Send back every record word for word, with nothing missing.

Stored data
════════════════════

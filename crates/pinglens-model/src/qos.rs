use thiserror::Error;

const IPTOS_LOWDELAY: u8 = 0x10;
const IPTOS_THROUGHPUT: u8 = 0x08;
const IPTOS_RELIABILITY: u8 = 0x04;
const IPTOS_MINCOST: u8 = 0x02;

#[derive(Debug, Error, PartialEq, Eq)]
pub enum QosError {
    #[error("invalid QoS argument: \"{0}\"")]
    Invalid(String),
}

pub const QOS_HELP: &str = "\
Valid QoS arguments (option \"-Q\") are:

  Differentiated Services (IPv4 and IPv6, RFC 2474)

    be                     Best Effort (BE, default PHB).
    ef                     Expedited Forwarding (EF) PHB group (RFC 3246).
    va                     Voice Admit (VA) DSCP (RFC 5865).
    af[1-4][1-3]           Assured Forwarding (AF) PHB group (RFC 2597).
    cs[0-7]                Class Selector (CS) PHB group (RFC 2474).

  Type of Service (IPv4, RFC 1349, obsolete)

    lowdelay     (0x10)    minimize delay
    throughput   (0x08)    maximize throughput
    reliability  (0x04)    maximize reliability
    mincost      (0x02)    minimize monetary cost

  Specify manually

    0x00 - 0xff            Hexadecimal numeric specification.
       0 -  255            Decimal numeric specification.
";

/// Parses a QoS name or number into the value of the IP TOS / traffic class byte.
pub fn parse_qos(text: &str) -> Result<u8, QosError> {
    let lower = text.trim().to_ascii_lowercase();
    let invalid = || QosError::Invalid(text.to_string());

    match lower.as_str() {
        "be" => return Ok(0),
        "ef" => return Ok(0x2e << 2),
        "va" => return Ok(0x2c << 2),
        "lowdelay" => return Ok(IPTOS_LOWDELAY),
        "throughput" => return Ok(IPTOS_THROUGHPUT),
        "reliability" => return Ok(IPTOS_RELIABILITY),
        "mincost" => return Ok(IPTOS_MINCOST),
        _ => {}
    }

    let bytes = lower.as_bytes();
    if lower.starts_with("af") && bytes.len() == 4 {
        let class = match bytes[2] {
            b'1'..=b'4' => bytes[2] - b'0',
            _ => return Err(invalid()),
        };
        let precedence = match bytes[3] {
            b'1'..=b'3' => bytes[3] - b'0',
            _ => return Err(invalid()),
        };
        let dscp = 8 * class + 2 * precedence;
        return Ok(dscp << 2);
    }

    if lower.starts_with("cs") && bytes.len() == 3 {
        return match bytes[2] {
            b'0'..=b'7' => Ok((bytes[2] - b'0') << 5),
            _ => Err(invalid()),
        };
    }

    let parsed = if let Some(hex) = lower.strip_prefix("0x") {
        u32::from_str_radix(hex, 16)
    } else if lower.len() > 1 && lower.starts_with('0') {
        u32::from_str_radix(&lower[1..], 8)
    } else {
        lower.parse::<u32>()
    };

    match parsed {
        Ok(value) if value <= 0xff => Ok(value as u8),
        _ => Err(invalid()),
    }
}

pub fn format_qos(qos: u8) -> String {
    let dscp = qos >> 2;
    let ecn = match qos & 0x03 {
        0x01 => ",ecn(1)",
        0x02 => ",ecn(0)",
        0x03 => ",ce",
        _ => "",
    };

    let name = match dscp {
        0x00 => Some("be"),
        0x2e => Some("ef"),
        0x2c => Some("va"),
        0x0a => Some("af11"),
        0x0c => Some("af12"),
        0x0e => Some("af13"),
        0x12 => Some("af21"),
        0x14 => Some("af22"),
        0x16 => Some("af23"),
        0x1a => Some("af31"),
        0x1c => Some("af32"),
        0x1e => Some("af33"),
        0x22 => Some("af41"),
        0x24 => Some("af42"),
        0x26 => Some("af43"),
        0x08 => Some("cs1"),
        0x10 => Some("cs2"),
        0x18 => Some("cs3"),
        0x20 => Some("cs4"),
        0x28 => Some("cs5"),
        0x30 => Some("cs6"),
        0x38 => Some("cs7"),
        _ => None,
    };

    match name {
        Some(name) => format!("{name}{ecn}"),
        None => format!("0x{dscp:02x}{ecn}"),
    }
}

#[cfg(test)]
mod tests {
    use super::*;

    #[test]
    fn named_classes() {
        assert_eq!(parse_qos("be"), Ok(0));
        assert_eq!(parse_qos("EF"), Ok(0xb8));
        assert_eq!(parse_qos("va"), Ok(0xb0));
        assert_eq!(parse_qos("af12"), Ok(0x30));
        assert_eq!(parse_qos("af41"), Ok(0x88));
        assert_eq!(parse_qos("cs1"), Ok(0x20));
        assert_eq!(parse_qos("lowdelay"), Ok(IPTOS_LOWDELAY));
    }

    #[test]
    fn numeric_values() {
        assert_eq!(parse_qos("0x2e"), Ok(0x2e));
        assert_eq!(parse_qos("255"), Ok(255));
        assert_eq!(parse_qos("010"), Ok(8));
        assert!(parse_qos("256").is_err());
        assert!(parse_qos("af51").is_err());
        assert!(parse_qos("cs8").is_err());
        assert!(parse_qos("fast").is_err());
    }

    #[test]
    fn formatting_names_and_ecn() {
        assert_eq!(format_qos(0), "be");
        assert_eq!(format_qos(0xb8), "ef");
        assert_eq!(format_qos(0x30 | 0x01), "af12,ecn(1)");
        assert_eq!(format_qos(0x03), "be,ce");
        assert_eq!(format_qos(0x04), "0x01");
    }

    #[test]
    fn voice_admit_round_trips() {
        let qos = parse_qos("va").unwrap();
        assert_eq!(qos, 0xb0);
        assert_eq!(format_qos(qos), "va");
        assert_eq!(format_qos(qos | 0x03), "va,ce");
        assert_eq!(format_qos(0xb4), "0x2d");
    }
}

════════════════════

> [Exercise answer]
filename crates/pinglens-model/src/qos.rs
use thiserror::Error;

const IPTOS_LOWDELAY: u8 = 0x10;
const IPTOS_THROUGHPUT: u8 = 0x08;
const IPTOS_RELIABILITY: u8 = 0x04;
const IPTOS_MINCOST: u8 = 0x02;

#[derive(Debug, Error, PartialEq, Eq)]
pub enum QosError {
    #[error("invalid QoS argument: \"{0}\"")]
    Invalid(String),
}

pub const QOS_HELP: &str = "\
Valid QoS arguments (option \"-Q\") are:

  Differentiated Services (IPv4 and IPv6, RFC 2474)

    be                     Best Effort (BE, default PHB).
    ef                     Expedited Forwarding (EF) PHB group (RFC 3246).
    va                     Voice Admit (VA) DSCP (RFC 5865).
    af[1-4][1-3]           Assured Forwarding (AF) PHB group (RFC 2597).
    cs[0-7]                Class Selector (CS) PHB group (RFC 2474).

  Type of Service (IPv4, RFC 1349, obsolete)

    lowdelay     (0x10)    minimize delay
    throughput   (0x08)    maximize throughput
    reliability  (0x04)    maximize reliability
    mincost      (0x02)    minimize monetary cost

  Specify manually

    0x00 - 0xff            Hexadecimal numeric specification.
       0 -  255            Decimal numeric specification.
";

/// Parses a QoS name or number into the value of the IP TOS / traffic class byte.
pub fn parse_qos(text: &str) -> Result<u8, QosError> {
    let lower = text.trim().to_ascii_lowercase();
    let invalid = || QosError::Invalid(text.to_string());

    match lower.as_str() {
        "be" => return Ok(0),
        "ef" => return Ok(0x2e << 2),
        "va" => return Ok(0x2c << 2),
        "lowdelay" => return Ok(IPTOS_LOWDELAY),
        "throughput" => return Ok(IPTOS_THROUGHPUT),
        "reliability" => return Ok(IPTOS_RELIABILITY),
        "mincost" => return Ok(IPTOS_MINCOST),
        _ => {}
    }

    let bytes = lower.as_bytes();
    if lower.starts_with("af") && bytes.len() == 4 {
        let class = match bytes[2] {
            b'1'..=b'4' => bytes[2] - b'0',
            _ => return Err(invalid()),
        };
        let precedence = match bytes[3] {
            b'1'..=b'3' => bytes[3] - b'0',
            _ => return Err(invalid()),
        };
        let dscp = 8 * class + 2 * precedence;
        return Ok(dscp << 2);
    }

    if lower.starts_with("cs") && bytes.len() == 3 {
        return match bytes[2] {
            b'0'..=b'7' => Ok((bytes[2] - b'0') << 5),
            _ => Err(invalid()),
        };
    }

    let parsed = if let Some(hex) = lower.strip_prefix("0x") {
        u32::from_str_radix(hex, 16)
    } else if lower.len() > 1 && lower.starts_with('0') {
        u32::from_str_radix(&lower[1..], 8)
    } else {
        lower.parse::<u32>()
    };

    match parsed {
        Ok(value) if value <= 0xff => Ok(value as u8),
        _ => Err(invalid()),
    }
}

pub fn format_qos(qos: u8) -> String {
    let dscp = qos >> 2;
    let ecn = match qos & 0x03 {
        0x01 => ",ecn(1)",
        0x02 => ",ecn(0)",
        0x03 => ",ce",
        _ => "",
    };

    let name = match dscp {
        0x00 => Some("be"),
        0x2e => Some("ef"),
        0x2c => Some("va"),
        0x0a => Some("af11"),
        0x0c => Some("af12"),
        0x0e => Some("af13"),
        0x12 => Some("af21"),
        0x14 => Some("af22"),
        0x16 => Some("af23"),
        0x1a => Some("af31"),
        0x1c => Some("af32"),
        0x1e => Some("af33"),
        0x22 => Some("af41"),
        0x24 => Some("af42"),
        0x26 => Some("af43"),
        0x08 => Some("cs1"),
        0x10 => Some("cs2"),
        0x18 => Some("cs3"),
        0x20 => Some("cs4"),
        0x28 => Some("cs5"),
        0x30 => Some("cs6"),
        0x38 => Some("cs7"),
        _ => None,
    };

    match name {
        Some(name) => format!("{name}{ecn}"),
        None => format!("0x{dscp:02x}{ecn}"),
    }
}

#[cfg(test)]
mod tests {
    use super::*;

    #[test]
    fn named_classes() {
        assert_eq!(parse_qos("be"), Ok(0));
        assert_eq!(parse_qos("EF"), Ok(0xb8));
        assert_eq!(parse_qos("va"), Ok(0xb0));
        assert_eq!(parse_qos("af12"), Ok(0x30));
        assert_eq!(parse_qos("af41"), Ok(0x88));
        assert_eq!(parse_qos("cs1"), Ok(0x20));
        assert_eq!(parse_qos("lowdelay"), Ok(IPTOS_LOWDELAY));
    }

    #[test]
    fn numeric_values() {
        assert_eq!(parse_qos("0x2e"), Ok(0x2e));
        assert_eq!(parse_qos("255"), Ok(255));
        assert_eq!(parse_qos("010"), Ok(8));
        assert!(parse_qos("256").is_err());
        assert!(parse_qos("af51").is_err());
        assert!(parse_qos("cs8").is_err());
        assert!(parse_qos("fast").is_err());
    }

    #[test]
    fn formatting_names_and_ecn() {
        assert_eq!(format_qos(0), "be");
        assert_eq!(format_qos(0xb8), "ef");
        assert_eq!(format_qos(0x30 | 0x01), "af12,ecn(1)");
        assert_eq!(format_qos(0x03), "be,ce");
        assert_eq!(format_qos(0x04), "0x01");
    }

    #[test]
    fn voice_admit_round_trips() {
        let qos = parse_qos("va").unwrap();
        assert_eq!(qos, 0xb0);
        assert_eq!(format_qos(qos), "va");
        assert_eq!(format_qos(qos | 0x03), "va,ce");
        assert_eq!(format_qos(0xb4), "0x2d");
    }
}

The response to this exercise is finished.